== DESCRIPTION OF THE TASK ==
Your result will be the set of lines with "CriticLoss", copied from the material below.

== DATA FOR THE TASK ==
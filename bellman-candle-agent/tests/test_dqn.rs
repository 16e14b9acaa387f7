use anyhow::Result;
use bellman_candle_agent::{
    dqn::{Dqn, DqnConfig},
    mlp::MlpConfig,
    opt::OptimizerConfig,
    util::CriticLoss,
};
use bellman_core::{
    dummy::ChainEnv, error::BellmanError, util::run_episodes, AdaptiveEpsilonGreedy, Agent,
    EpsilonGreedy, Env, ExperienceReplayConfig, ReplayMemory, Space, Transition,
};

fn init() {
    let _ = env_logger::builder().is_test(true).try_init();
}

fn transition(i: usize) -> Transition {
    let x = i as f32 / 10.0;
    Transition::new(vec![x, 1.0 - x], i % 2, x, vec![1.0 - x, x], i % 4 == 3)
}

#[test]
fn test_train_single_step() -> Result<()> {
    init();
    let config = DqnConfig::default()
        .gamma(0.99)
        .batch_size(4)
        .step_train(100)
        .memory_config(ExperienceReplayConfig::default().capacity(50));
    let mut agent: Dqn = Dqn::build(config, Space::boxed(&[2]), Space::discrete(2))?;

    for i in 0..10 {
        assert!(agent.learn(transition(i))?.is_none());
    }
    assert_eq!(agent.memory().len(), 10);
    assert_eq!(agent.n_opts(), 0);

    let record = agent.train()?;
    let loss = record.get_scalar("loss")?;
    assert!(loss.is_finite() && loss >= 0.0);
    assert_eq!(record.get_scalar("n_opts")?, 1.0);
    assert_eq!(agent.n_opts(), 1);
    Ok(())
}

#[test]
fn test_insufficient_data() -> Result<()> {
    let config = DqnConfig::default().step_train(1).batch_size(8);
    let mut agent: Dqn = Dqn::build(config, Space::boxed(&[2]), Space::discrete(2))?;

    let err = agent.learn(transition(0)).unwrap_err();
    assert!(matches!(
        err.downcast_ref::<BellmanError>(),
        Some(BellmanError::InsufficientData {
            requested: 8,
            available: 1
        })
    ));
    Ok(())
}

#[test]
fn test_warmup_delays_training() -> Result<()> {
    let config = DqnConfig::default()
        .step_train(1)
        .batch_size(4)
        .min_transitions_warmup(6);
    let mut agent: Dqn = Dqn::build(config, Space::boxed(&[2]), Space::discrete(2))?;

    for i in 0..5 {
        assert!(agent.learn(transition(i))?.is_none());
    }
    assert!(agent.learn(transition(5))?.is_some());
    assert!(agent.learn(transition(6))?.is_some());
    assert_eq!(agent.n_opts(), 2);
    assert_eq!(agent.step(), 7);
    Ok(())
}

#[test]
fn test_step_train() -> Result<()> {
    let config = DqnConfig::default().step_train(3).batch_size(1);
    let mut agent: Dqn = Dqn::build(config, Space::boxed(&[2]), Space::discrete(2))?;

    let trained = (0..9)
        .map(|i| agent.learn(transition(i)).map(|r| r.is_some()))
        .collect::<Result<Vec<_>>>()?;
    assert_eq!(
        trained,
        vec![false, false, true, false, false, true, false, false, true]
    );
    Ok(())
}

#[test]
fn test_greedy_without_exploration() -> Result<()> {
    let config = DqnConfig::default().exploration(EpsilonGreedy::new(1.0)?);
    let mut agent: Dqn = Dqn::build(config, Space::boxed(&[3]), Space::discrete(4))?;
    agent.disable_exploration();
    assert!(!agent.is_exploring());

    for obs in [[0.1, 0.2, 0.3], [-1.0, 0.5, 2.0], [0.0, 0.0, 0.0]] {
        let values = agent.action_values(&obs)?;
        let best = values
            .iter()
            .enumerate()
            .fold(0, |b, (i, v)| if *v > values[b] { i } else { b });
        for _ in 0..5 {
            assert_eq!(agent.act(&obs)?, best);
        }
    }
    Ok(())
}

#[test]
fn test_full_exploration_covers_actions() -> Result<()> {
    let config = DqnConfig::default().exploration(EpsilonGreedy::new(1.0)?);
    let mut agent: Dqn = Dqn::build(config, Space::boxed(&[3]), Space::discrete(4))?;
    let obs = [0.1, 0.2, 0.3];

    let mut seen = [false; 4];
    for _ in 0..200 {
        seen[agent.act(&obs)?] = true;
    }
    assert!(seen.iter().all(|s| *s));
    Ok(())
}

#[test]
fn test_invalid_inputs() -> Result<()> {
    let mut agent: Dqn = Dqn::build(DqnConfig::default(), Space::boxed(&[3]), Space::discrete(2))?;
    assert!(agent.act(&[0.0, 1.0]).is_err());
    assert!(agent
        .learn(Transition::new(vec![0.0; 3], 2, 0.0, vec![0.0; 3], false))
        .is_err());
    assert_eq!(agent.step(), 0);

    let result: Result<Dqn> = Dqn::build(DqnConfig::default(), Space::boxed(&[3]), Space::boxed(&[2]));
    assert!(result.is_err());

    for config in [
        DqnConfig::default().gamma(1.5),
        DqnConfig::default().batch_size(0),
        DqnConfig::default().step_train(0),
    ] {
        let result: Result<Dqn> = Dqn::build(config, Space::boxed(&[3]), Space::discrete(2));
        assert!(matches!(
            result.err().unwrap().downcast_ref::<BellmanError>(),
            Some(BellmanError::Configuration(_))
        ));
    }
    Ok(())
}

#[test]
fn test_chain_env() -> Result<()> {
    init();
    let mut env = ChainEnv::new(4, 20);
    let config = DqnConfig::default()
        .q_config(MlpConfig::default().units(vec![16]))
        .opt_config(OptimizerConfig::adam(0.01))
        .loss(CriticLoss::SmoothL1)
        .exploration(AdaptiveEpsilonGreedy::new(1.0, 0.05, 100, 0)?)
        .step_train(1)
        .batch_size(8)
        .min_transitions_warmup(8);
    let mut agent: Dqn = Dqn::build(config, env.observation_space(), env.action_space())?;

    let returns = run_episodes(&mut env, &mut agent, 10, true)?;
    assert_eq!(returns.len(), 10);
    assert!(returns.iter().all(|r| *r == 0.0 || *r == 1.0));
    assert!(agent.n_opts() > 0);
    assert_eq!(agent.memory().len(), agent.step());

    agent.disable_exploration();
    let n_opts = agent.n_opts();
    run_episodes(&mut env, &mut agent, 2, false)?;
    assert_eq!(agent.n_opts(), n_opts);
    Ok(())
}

== TASK RESULT ==
    util::CriticLoss,
        .loss(CriticLoss::SmoothL1)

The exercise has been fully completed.